Most textbook models have tidy closed-form CRLBs. Memorizing the small table below covers the vast majority of problems you'll meet. All entries are the per-sample bound assuming $n$ i.i.d. observations and a single unknown parameter.

Model	Parameter	Fisher info $I(\theta)$	CRLB $= 1/[n\,I(\theta)]$
Bernoulli$(p)$	$p$	$1/[p(1-p)]$	$p(1-p)/n$
Binomial$(m, p)$	$p$	$m/[p(1-p)]$	$p(1-p)/(m n)$
Poisson$(\lambda)$	$\lambda$	$1/\lambda$	$\lambda / n$
Exponential$(\lambda)$, rate form	$\lambda$	$1/\lambda^2$	$\lambda^2 / n$
Normal$(\mu, \sigma^2)$, $\sigma^2$ known	$\mu$	$1/\sigma^2$	$\sigma^2 / n$
Normal$(\mu, \sigma^2)$, $\mu$ known	$\sigma^2$	$1/(2\sigma^4)$	$2\sigma^4 / n$

Let's verify the Poisson entry with a simulation. We'll draw 100 observations from Poisson$(\lambda = 4)$ five thousand times and watch the sample mean's variance settle at $\lambda/n = 0.04$.
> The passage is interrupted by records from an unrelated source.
//! Data module - CSV loading and aggregation

mod loader;
mod location;
mod processor;
mod reading;
mod tables;

pub use loader::{parse_date, DataLoader, LoaderError};
pub use location::Location;
pub use processor::{AggregationPipeline, PipelineError, PipelineOutput};
pub use reading::{Reading, UnifiedReading, FIRST_COMPLETE_YEAR};
pub use tables::{
    AggregateRow, AggregateTable, Granularity, Period, COL_AQI, COL_AQI_MAX, COL_AQI_MEAN,
    COL_AQI_MIN, COL_DATE, COL_LOCATION, COL_MONTH, COL_YEAR,
};
//! Fixed report content: AQI reference bands and narrative text.

use serde::Serialize;

pub const TITLE: &str = "Air Quality Index in Central and South Jakarta (2016-2022)";

pub const INTRODUCTION: [&str; 2] = [
    "An air quality index (AQI) is used by government agencies to communicate to the public how polluted the air currently is or how polluted it is forecast to become. It is obtained by averaging readings from an air quality sensor, which can increase due to vehicle traffic, forest fires, or anything that can increase air pollution. Pollutants tested include ozone, nitrogen dioxide, sulphur dioxide, among others.",
    "Public health risks increase as the AQI rises, especially affecting children, the elderly, and individuals with respiratory or cardiovascular issues. During these times, governmental bodies generally encourage people to reduce physical activity outdoors, or even avoid going out altogether. The use of face masks such as cloth masks may also be recommended.",
];

pub const DATA_SOURCE: &str = "For this project, AQI data from US Embassy Jakarta is used. The data was collected from the embassy's air quality meters located in Central and South Jakarta from January 2016 to October 2022.";

pub const YEARLY_NARRATIVE: &str = "Looking at the yearly summary from the historical data, it is clearly visible that the AQI value was the highest during 2016. There was a significant decrease starting in 2017. The values dropped even more during the COVID lockdown in 2020 to 2021. However, we see an increase again in 2022 after the COVID lockdown was relaxed. The maximum value in 2022 is almost the same as it was before the COVID lockdown, with South Jakarta area seeing a very drastic increase.";

pub const BOX_PLOT_LEAD: &str = "The AQI value distribution for each year can be seen in the box plot below.";

pub const MONTHLY_LEAD: &str = "Here we can see how the monthly AQI value changes over time in more detail.";

/// One row of the AQI health concern lookup.
#[derive(Debug, Clone, Copy, PartialEq, Eq, Serialize)]
pub struct AqiBand {
    pub concern: &'static str,
    pub low: u32,
    pub high: u32,
    pub remarks: &'static str,
}

impl AqiBand {
    /// Range label, e.g. `51 to 100`.
    pub fn range_label(&self) -> String {
        format!("{} to {}", self.low, self.high)
    }
}

pub const AQI_BANDS: [AqiBand; 6] = [
    AqiBand {
        concern: "Good",
        low: 0,
        high: 50,
        remarks: "Satisfactory, air pollution poses little or no risk",
    },
    AqiBand {
        concern: "Moderate",
        low: 51,
        high: 100,
        remarks: "Acceptable; however, for some pollutants there may be a moderate health concern for a very small number of people who are unusually sensitive to air pollution.",
    },
    AqiBand {
        concern: "Unhealthy for Sensitive Groups",
        low: 101,
        high: 150,
        remarks: "Members of sensitive groups may experience health effects. The general public is not likely to be affected.",
    },
    AqiBand {
        concern: "Unhealthy",
        low: 151,
        high: 200,
        remarks: "Everyone may begin to experience health effects; members of sensitive groups may experience more serious health effects.",
    },
    AqiBand {
        concern: "Very Unhealthy",
        low: 201,
        high: 300,
        remarks: "Health warnings of emergency conditions. The entire population is more likely to be affected.",
    },
    AqiBand {
        concern: "Hazardous",
        low: 301,
        high: 500,
        remarks: "Health alert: everyone may experience more serious health effects.",
    },
];

/// Band an index value falls in. Fractional values round up, anything past
/// the scale is Hazardous.
pub fn classify(aqi: f64) -> &'static AqiBand {
    let value = aqi.max(0.0).ceil();
    AQI_BANDS
        .iter()
        .find(|band| value <= f64::from(band.high))
        .unwrap_or(&AQI_BANDS[AQI_BANDS.len() - 1])
}

#[cfg(test)]
mod tests {
    use super::*;

    #[test]
    fn bands_are_contiguous() {
        for pair in AQI_BANDS.windows(2) {
            assert_eq!(pair[0].high + 1, pair[1].low);
        }
        assert_eq!(AQI_BANDS[2].range_label(), "101 to 150");
    }

    #[test]
    fn classify_band_edges() {
        assert_eq!(classify(0.0).concern, "Good");
        assert_eq!(classify(50.0).concern, "Good");
        assert_eq!(classify(50.5).concern, "Moderate");
        assert_eq!(classify(151.0).concern, "Unhealthy");
        assert_eq!(classify(300.0).concern, "Very Unhealthy");
        assert_eq!(classify(999.0).concern, "Hazardous");
        assert_eq!(classify(-3.0).concern, "Good");
    }
}
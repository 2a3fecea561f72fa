//! GUI module - User interface components

mod app;
mod chart_viewer;
mod control_panel;

pub use app::{DashboardApp, GuiPresenter};
pub use chart_viewer::ChartViewer;
pub use control_panel::{ControlPanel, ControlPanelAction, UserSettings};
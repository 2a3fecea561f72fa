//! Report module - dashboard model and presentation strategies

mod export;
mod html;
pub mod reference;
mod text;

pub use export::{AggregatesDocument, TableExporter};
pub use html::{ChartFiles, HtmlPresenter};
pub use text::TextPresenter;

use crate::data::{AggregateRow, Location, PipelineOutput};
use crate::stats::{BoxStats, StatsCalculator, YearlyBoxStats};
use polars::prelude::PolarsError;
use thiserror::Error;

#[derive(Error, Debug)]
pub enum PresentError {
    #[error("I/O error: {0}")]
    Io(#[from] std::io::Error),
    #[error("Polars error: {0}")]
    PolarsError(#[from] PolarsError),
    #[error("Chart rendering failed: {0}")]
    Chart(String),
    #[error("Image encoding failed: {0}")]
    Image(#[from] image::ImageError),
    #[error("JSON export failed: {0}")]
    Json(#[from] serde_json::Error),
    #[error("GUI error: {0}")]
    Gui(String),
}

/// A presentation layer consuming one pipeline run.
pub trait Presenter {
    fn present(&mut self, dashboard: &Dashboard) -> Result<(), PresentError>;
}

/// Pipeline output plus the statistics every presenter draws from.
#[derive(Debug, Clone)]
pub struct Dashboard {
    output: PipelineOutput,
    box_stats: YearlyBoxStats,
}

impl Dashboard {
    pub fn new(output: PipelineOutput) -> Self {
        let box_stats = StatsCalculator::compute_yearly_box_stats(&output);
        Self { output, box_stats }
    }

    pub fn output(&self) -> &PipelineOutput {
        &self.output
    }

    pub fn years(&self) -> Vec<i32> {
        self.output.years()
    }

    pub fn yearly_rows(&self, location: Location) -> Result<Vec<AggregateRow>, PresentError> {
        Ok(self.output.yearly.rows_for(location)?)
    }

    pub fn monthly_rows(&self, location: Location) -> Result<Vec<AggregateRow>, PresentError> {
        Ok(self.output.monthly.rows_for(location)?)
    }

    pub fn box_stats(&self) -> &YearlyBoxStats {
        &self.box_stats
    }

    pub fn box_stats_for(&self, year: i32, location: Location) -> Option<&BoxStats> {
        self.box_stats.get(&(year, location))
    }

    /// Upper bound for value axes shared by all charts.
    pub fn max_aqi(&self) -> f64 {
        self.output
            .readings
            .iter()
            .map(|r| r.aqi)
            .fold(0.0, f64::max)
    }
}

/// Shared fixture for presenter tests.
#[cfg(test)]
pub(crate) fn sample_dashboard() -> Dashboard {
    use crate::data::{AggregationPipeline, Reading};
    use chrono::NaiveDate;

    let date = |y, m, d| NaiveDate::from_ymd_opt(y, m, d).unwrap();
    let readings = vec![
        Reading::new(date(2016, 1, 15), 40.0, 55.0, Location::CentralJakarta),
        Reading::new(date(2016, 1, 20), 30.0, 25.0, Location::CentralJakarta),
        Reading::new(date(2016, 2, 1), 80.0, 60.0, Location::CentralJakarta),
        Reading::new(date(2017, 3, 3), 20.0, 35.0, Location::CentralJakarta),
        Reading::new(date(2016, 1, 15), 70.0, 90.0, Location::SouthJakarta),
        Reading::new(date(2017, 3, 4), 110.0, 45.0, Location::SouthJakarta),
    ];
    Dashboard::new(AggregationPipeline::run_readings(readings).unwrap())
}

#[cfg(test)]
mod tests {
    use super::*;

    #[test]
    fn box_stats_cover_every_populated_group() {
        let dashboard = sample_dashboard();
        assert_eq!(dashboard.years(), vec![2016, 2017]);
        assert_eq!(dashboard.box_stats().len(), 4);

        let central_2016 = dashboard
            .box_stats_for(2016, Location::CentralJakarta)
            .unwrap();
        assert_eq!(central_2016.count, 3);
        assert_eq!(central_2016.median, 55.0);
        assert_eq!(dashboard.max_aqi(), 110.0);
    }

    #[test]
    fn rows_are_split_by_location() {
        let dashboard = sample_dashboard();
        let central = dashboard.monthly_rows(Location::CentralJakarta).unwrap();
        let south = dashboard.monthly_rows(Location::SouthJakarta).unwrap();
        assert_eq!(central.len(), 3);
        assert_eq!(south.len(), 2);
        assert!(central
            .iter()
            .all(|r| r.location == Location::CentralJakarta));
    }
}
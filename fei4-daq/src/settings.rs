//! Aggregate settings for the DAQ
//!
//! Everything the binary needs to run a scan, in one TOML
//! file: which chip we talk to, where the hardware is
//! mapped, where the data goes, and the scan parameters.

use std::error::Error;
use std::fmt;
use std::fs::File;
use std::io::{Read,
              Write};

use fei4_dataclasses::words::ChipFlavor;

use crate::scan::ScanConfig;

#[derive(Debug, Clone, PartialEq, serde::Deserialize, serde::Serialize)]
pub struct DaqSettings {
  /// chip flavor, decides the data header splits
  pub chip_flavor  : ChipFlavor,
  /// 4 bit chip address on the command bus (8 = broadcast)
  pub chip_address : u8,
  /// control register file
  pub uio_ctrl     : String,
  /// receive FIFO window
  pub uio_data     : String,
  /// raw record files end up here
  pub data_dir     : String,
  /// short identifier used in the file names
  pub scan_id      : String,
  pub scan         : ScanConfig,
}

impl DaqSettings {

  pub fn new() -> Self {
    Self {
      chip_flavor  : ChipFlavor::FeI4A,
      chip_address : 0,
      uio_ctrl     : String::from("/dev/uio0"),
      uio_data     : String::from("/dev/uio1"),
      data_dir     : String::from("."),
      scan_id      : String::from("ext_trigger_scan"),
      scan         : ScanConfig::new(),
    }
  }

  pub fn from_toml_file(path : &str) -> Result<Self, Box<dyn Error>> {
    let mut file = File::open(path)?;
    let mut content = String::new();
    file.read_to_string(&mut content)?;
    let settings : DaqSettings = toml::from_str(&content)?;
    Ok(settings)
  }

  pub fn to_toml_file(&self, path : &str) -> Result<(), Box<dyn Error>> {
    let content = toml::to_string_pretty(self)?;
    let mut file = File::create(path)?;
    file.write_all(content.as_bytes())?;
    Ok(())
  }
}

impl Default for DaqSettings {
  fn default() -> Self {
    Self::new()
  }
}

impl fmt::Display for DaqSettings {
  fn fmt(&self, f: &mut fmt::Formatter) -> fmt::Result {
    match toml::to_string(self) {
      Ok(disp) => write!(f, "<DaqSettings:\n{}>", disp),
      Err(_)   => write!(f, "<DaqSettings: serialization error>"),
    }
  }
}
//! Access to the readout board hardware
//!
//! `FeBus` is the seam between the engine and the device:
//! everything above it (command channel, readout loop, scan
//! driver) is hardware agnostic and tested against mock
//! buses.
//!
//! `UioBus` implements the trait over the memory mapped
//! register files at /dev/uio*. Remember this is a 32bit
//! system, one register occupies 4 bytes.

extern crate memmap;

use std::fs::File;

use memmap::{Mmap,
             MmapMut};

use fei4_dataclasses::constants::NCHANNELS;
use fei4_dataclasses::errors::TransportError;

use crate::registers::*;

/// The hardware transactions the engine needs
///
/// All methods take &mut self - the bus is shared behind a
/// single acquisition lock, command sends and FIFO reads
/// must never interleave on the wire.
pub trait FeBus : Send {

  /// Read a 32bit control register
  fn read_reg(&mut self, addr : u32) -> Result<u32, TransportError>;

  /// Write a 32bit control register
  fn write_reg(&mut self, addr : u32, value : u32) -> Result<(), TransportError>;

  /// Write the serialized command into the command memory
  fn write_command_memory(&mut self, data : &[u8]) -> Result<(), TransportError>;

  /// Receive FIFO occupancy in 16bit units
  fn fifo_occupancy(&mut self) -> Result<u32, TransportError>;

  /// Pop `n_words` 32bit words from the receive FIFO.
  /// Callers must bound `n_words` by the reported occupancy.
  fn read_fifo(&mut self, n_words : u32) -> Result<Vec<u32>, TransportError>;

  fn reset_fifo(&mut self) -> Result<(), TransportError> {
    self.write_reg(FIFO_RESET, 0)
  }

  fn reset_rx(&mut self) -> Result<(), TransportError> {
    for base in RX_BASE {
      self.write_reg(base + RX_RESET_OFF, 0)?;
    }
    Ok(())
  }

  fn rx_sync_status(&mut self) -> Result<[bool; NCHANNELS], TransportError> {
    let mut status = [false; NCHANNELS];
    for (ch, base) in RX_BASE.iter().enumerate() {
      status[ch] = self.read_reg(base + RX_SYNC_OFF)? & 0x1 == 0x1;
    }
    Ok(status)
  }

  fn rx_8b10b_error_count(&mut self) -> Result<[u8; NCHANNELS], TransportError> {
    let mut counts = [0u8; NCHANNELS];
    for (ch, base) in RX_BASE.iter().enumerate() {
      counts[ch] = self.read_reg(base + RX_8B10B_ERR_OFF)? as u8;
    }
    Ok(counts)
  }

  fn rx_fifo_discard_count(&mut self) -> Result<[u8; NCHANNELS], TransportError> {
    let mut counts = [0u8; NCHANNELS];
    for (ch, base) in RX_BASE.iter().enumerate() {
      counts[ch] = self.read_reg(base + RX_DISCARD_OFF)? as u8;
    }
    Ok(counts)
  }

  /// Current value of the trigger counter
  fn trigger_number(&mut self) -> Result<u32, TransportError> {
    self.read_reg(TRG_COUNTER)
  }

  fn reset_trigger_counter(&mut self) -> Result<(), TransportError> {
    self.write_reg(TRG_COUNTER_RST, 1)
  }

  fn set_trigger_mode(&mut self, mode : u8) -> Result<(), TransportError> {
    self.write_reg(TRG_MODE, mode as u32 & 0x3)
  }

  fn enable_ext_trigger(&mut self, enable : bool) -> Result<(), TransportError> {
    self.write_reg(TRG_EXT_ENABLE, enable as u32)
  }

  fn enable_tdc(&mut self, enable : bool) -> Result<(), TransportError> {
    self.write_reg(TDC_ENABLE, enable as u32)
  }
}

/// Memory mapped uio implementation
///
/// * ctrl_path : register file, e.g. /dev/uio0
/// * data_path : receive FIFO window, e.g. /dev/uio1
pub struct UioBus {
  ctrl_path : String,
  data_path : String,
}

impl UioBus {

  pub fn new(ctrl_path : &str, data_path : &str) -> Self {
    Self {
      ctrl_path : String::from(ctrl_path),
      data_path : String::from(data_path),
    }
  }

  fn map_read(&self, path : &str, addr : u32, len : usize)
    -> Result<Mmap, TransportError> {
    let file = match File::open(path) {
      Ok(file) => file,
      Err(err) => {
        error!("Failed to open {}: {}", path, err);
        return Err(TransportError::BusError);
      }
    };
    let m = unsafe {
      memmap::MmapOptions::new()
        .offset(addr as u64)
        .len(len)
        .map(&file)
    };
    match m {
      Ok(m)    => Ok(m),
      Err(err) => {
        error!("Failed to mmap {}: {}", path, err);
        Err(TransportError::BusError)
      }
    }
  }

  fn map_write(&self, path : &str, addr : u32, len : usize)
    -> Result<MmapMut, TransportError> {
    let file = match File::options().read(true).write(true).open(path) {
      Ok(file) => file,
      Err(err) => {
        error!("Failed to open {}: {}", path, err);
        return Err(TransportError::BusError);
      }
    };
    let m = unsafe {
      memmap::MmapOptions::new()
        .offset(addr as u64)
        .len(len)
        .map_mut(&file)
    };
    match m {
      Ok(m)    => Ok(m),
      Err(err) => {
        error!("Failed to mmap {}: {}", path, err);
        Err(TransportError::BusError)
      }
    }
  }
}

impl FeBus for UioBus {

  fn read_reg(&mut self, addr : u32) -> Result<u32, TransportError> {
    let m = self.map_read(&self.ctrl_path, addr, 4)?;
    let p = m.as_ptr() as *const u32;
    let value : u32;
    unsafe {
      value = std::ptr::read_volatile(p);
    }
    Ok(value)
  }

  fn write_reg(&mut self, addr : u32, value : u32) -> Result<(), TransportError> {
    trace!("writing {} to register 0x{:04x}", value, addr);
    let m = self.map_write(&self.ctrl_path, addr, 4)?;
    let p = m.as_ptr() as *mut u32;
    unsafe {
      std::ptr::write_volatile(p, value);
    }
    Ok(())
  }

  fn write_command_memory(&mut self, data : &[u8]) -> Result<(), TransportError> {
    if data.len() > CMD_MEM_SIZE - CMD_MEM_OFFSET as usize {
      return Err(TransportError::CommandTooLong);
    }
    let m = self.map_write(&self.ctrl_path, CMD_MEM_OFFSET, data.len())?;
    let p = m.as_ptr() as *mut u8;
    unsafe {
      for (idx, &byte) in data.iter().enumerate() {
        std::ptr::write_volatile(p.add(idx), byte);
      }
    }
    Ok(())
  }

  fn fifo_occupancy(&mut self) -> Result<u32, TransportError> {
    let value = self.read_reg(FIFO_SIZE)?;
    Ok(value & 0x00FFFFFF)
  }

  fn read_fifo(&mut self, n_words : u32) -> Result<Vec<u32>, TransportError> {
    let mut words = Vec::<u32>::with_capacity(n_words as usize);
    if n_words == 0 {
      return Ok(words);
    }
    let m = self.map_read(&self.data_path, FIFO_DATA, 4)?;
    let p = m.as_ptr() as *const u32;
    unsafe {
      for _ in 0..n_words {
        // the read port pops one word per access
        words.push(std::ptr::read_volatile(p));
      }
    }
    Ok(words)
  }
}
RPoisson MLE variance matches CRLB

set.seed(8) lam_true <- 4 n_pois <- 100 B_pois <- 5000 lam_hats <- replicate(B_pois, mean(rpois(n_pois, lambda = lam_true))) var_lam_hat <- var(lam_hats) crlb_pois <- lam_true / n_pois c(simulated_var = round(var_lam_hat, 4), crlb = round(crlb_pois, 4), efficiency = round(crlb_pois / var_lam_hat, 3)) #> simulated_var crlb efficiency #> 0.0399 0.0400 1.003

The sample mean of a Poisson sample has empirical variance $0.0399$, essentially identical to the theoretical floor of $\lambda/n = 0.04$. Efficiency is $1$, which means $\bar{X}$ is the best unbiased estimator of the Poisson rate.

Now the normal-mean case. The CRLB is $\sigma^2/n$, and the sample mean should hit it exactly since $\operatorname{Var}(\bar{X}) = \sigma^2/n$ by elementary rules.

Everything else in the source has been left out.